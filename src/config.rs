use std::collections::HashMap;
use std::path::PathBuf;

use crate::error::{BasekitError, Result};

/// Runtime settings, read from the environment (and an optional `.env`).
#[derive(Debug, Clone, PartialEq)]
pub struct Settings {
    pub main_branch: String,
    pub remote: String,
    /// Directory holding `issue-<N>-analysis.json` hand-off files.
    pub analysis_dir: PathBuf,
    pub test_cmd: String,
    /// External code-generation command for the implementation step.
    pub implement_cmd: Option<String>,
    /// `owner/repo`; detected from the git remote when unset.
    pub github_repo: Option<String>,
    pub backup_dir: PathBuf,
    pub retention_days: u32,
    pub compose_cmd: String,
    pub db_service: String,
    pub db_name: String,
    pub db_user: String,
    pub ssl_dir: PathBuf,
    pub verify_url: String,
}

impl Default for Settings {
    fn default() -> Self {
        Self {
            main_branch: "main".to_string(),
            remote: "origin".to_string(),
            analysis_dir: PathBuf::from("/tmp"),
            test_cmd: "pytest".to_string(),
            implement_cmd: None,
            github_repo: None,
            backup_dir: PathBuf::from("backups"),
            retention_days: 7,
            compose_cmd: "docker-compose".to_string(),
            db_service: "db".to_string(),
            db_name: "postgres".to_string(),
            db_user: "postgres".to_string(),
            ssl_dir: PathBuf::from("nginx/ssl"),
            verify_url: "http://localhost".to_string(),
        }
    }
}

impl Settings {
    /// Load `.env` if present, then read the process environment.
    pub fn load() -> Result<Self> {
        // A missing .env is normal; only the variables matter.
        let _ = dotenvy::dotenv();
        let vars: HashMap<String, String> = std::env::vars().collect();
        Self::from_lookup(|key| vars.get(key).cloned())
    }

    pub fn from_lookup(lookup: impl Fn(&str) -> Option<String>) -> Result<Self> {
        let get = |key: &str| lookup(key).filter(|v| !v.trim().is_empty());
        let defaults = Self::default();

        let retention_days = match get("BACKUP_RETENTION_DAYS") {
            Some(raw) => raw.trim().parse().map_err(|_| BasekitError::Config {
                key: "BACKUP_RETENTION_DAYS".to_string(),
                value: raw,
            })?,
            None => defaults.retention_days,
        };

        Ok(Self {
            main_branch: get("BASEKIT_MAIN_BRANCH").unwrap_or(defaults.main_branch),
            remote: get("BASEKIT_REMOTE").unwrap_or(defaults.remote),
            analysis_dir: get("BASEKIT_ANALYSIS_DIR")
                .map(PathBuf::from)
                .unwrap_or(defaults.analysis_dir),
            test_cmd: get("BASEKIT_TEST_CMD").unwrap_or(defaults.test_cmd),
            implement_cmd: get("BASEKIT_IMPLEMENT_CMD"),
            github_repo: get("GITHUB_REPOSITORY"),
            backup_dir: get("BACKUP_DIR")
                .map(PathBuf::from)
                .unwrap_or(defaults.backup_dir),
            retention_days,
            compose_cmd: get("COMPOSE_CMD").unwrap_or(defaults.compose_cmd),
            db_service: get("DB_SERVICE").unwrap_or(defaults.db_service),
            db_name: get("POSTGRES_DB").unwrap_or(defaults.db_name),
            db_user: get("POSTGRES_USER").unwrap_or(defaults.db_user),
            ssl_dir: get("SSL_DIR").map(PathBuf::from).unwrap_or(defaults.ssl_dir),
            verify_url: get("VERIFY_URL").unwrap_or(defaults.verify_url),
        })
    }

    /// Path of the analysis hand-off file for an issue.
    pub fn analysis_path(&self, issue: u64) -> PathBuf {
        self.analysis_dir.join(format!("issue-{issue}-analysis.json"))
    }
}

----

→ **What is expected**
All the records are to be transcribed exactly, with no line missing.

→ **Expected answer**
filename src/config.rs
use std::collections::HashMap;
use std::path::PathBuf;

use crate::error::{BasekitError, Result};

/// Runtime settings, read from the environment (and an optional `.env`).
#[derive(Debug, Clone, PartialEq)]
pub struct Settings {
    pub main_branch: String,
    pub remote: String,
    /// Directory holding `issue-<N>-analysis.json` hand-off files.
    pub analysis_dir: PathBuf,
    pub test_cmd: String,
    /// External code-generation command for the implementation step.
    pub implement_cmd: Option<String>,
    /// `owner/repo`; detected from the git remote when unset.
    pub github_repo: Option<String>,
    pub backup_dir: PathBuf,
    pub retention_days: u32,
    pub compose_cmd: String,
    pub db_service: String,
    pub db_name: String,
    pub db_user: String,
    pub ssl_dir: PathBuf,
    pub verify_url: String,
}

impl Default for Settings {
    fn default() -> Self {
        Self {
            main_branch: "main".to_string(),
            remote: "origin".to_string(),
            analysis_dir: PathBuf::from("/tmp"),
            test_cmd: "pytest".to_string(),
            implement_cmd: None,
            github_repo: None,
            backup_dir: PathBuf::from("backups"),
            retention_days: 7,
            compose_cmd: "docker-compose".to_string(),
            db_service: "db".to_string(),
            db_name: "postgres".to_string(),
            db_user: "postgres".to_string(),
            ssl_dir: PathBuf::from("nginx/ssl"),
            verify_url: "http://localhost".to_string(),
        }
    }
}

impl Settings {
    /// Load `.env` if present, then read the process environment.
    pub fn load() -> Result<Self> {
        // A missing .env is normal; only the variables matter.
        let _ = dotenvy::dotenv();
        let vars: HashMap<String, String> = std::env::vars().collect();
        Self::from_lookup(|key| vars.get(key).cloned())
    }

    pub fn from_lookup(lookup: impl Fn(&str) -> Option<String>) -> Result<Self> {
        let get = |key: &str| lookup(key).filter(|v| !v.trim().is_empty());
        let defaults = Self::default();

        let retention_days = match get("BACKUP_RETENTION_DAYS") {
            Some(raw) => raw.trim().parse().map_err(|_| BasekitError::Config {
                key: "BACKUP_RETENTION_DAYS".to_string(),
                value: raw,
            })?,
            None => defaults.retention_days,
        };

        Ok(Self {
            main_branch: get("BASEKIT_MAIN_BRANCH").unwrap_or(defaults.main_branch),
            remote: get("BASEKIT_REMOTE").unwrap_or(defaults.remote),
            analysis_dir: get("BASEKIT_ANALYSIS_DIR")
                .map(PathBuf::from)
                .unwrap_or(defaults.analysis_dir),
            test_cmd: get("BASEKIT_TEST_CMD").unwrap_or(defaults.test_cmd),
            implement_cmd: get("BASEKIT_IMPLEMENT_CMD"),
            github_repo: get("GITHUB_REPOSITORY"),
            backup_dir: get("BACKUP_DIR")
                .map(PathBuf::from)
                .unwrap_or(defaults.backup_dir),
            retention_days,
            compose_cmd: get("COMPOSE_CMD").unwrap_or(defaults.compose_cmd),
            db_service: get("DB_SERVICE").unwrap_or(defaults.db_service),
            db_name: get("POSTGRES_DB").unwrap_or(defaults.db_name),
            db_user: get("POSTGRES_USER").unwrap_or(defaults.db_user),
            ssl_dir: get("SSL_DIR").map(PathBuf::from).unwrap_or(defaults.ssl_dir),
            verify_url: get("VERIFY_URL").unwrap_or(defaults.verify_url),
        })
    }

    /// Path of the analysis hand-off file for an issue.
    pub fn analysis_path(&self, issue: u64) -> PathBuf {
        self.analysis_dir.join(format!("issue-{issue}-analysis.json"))
    }
}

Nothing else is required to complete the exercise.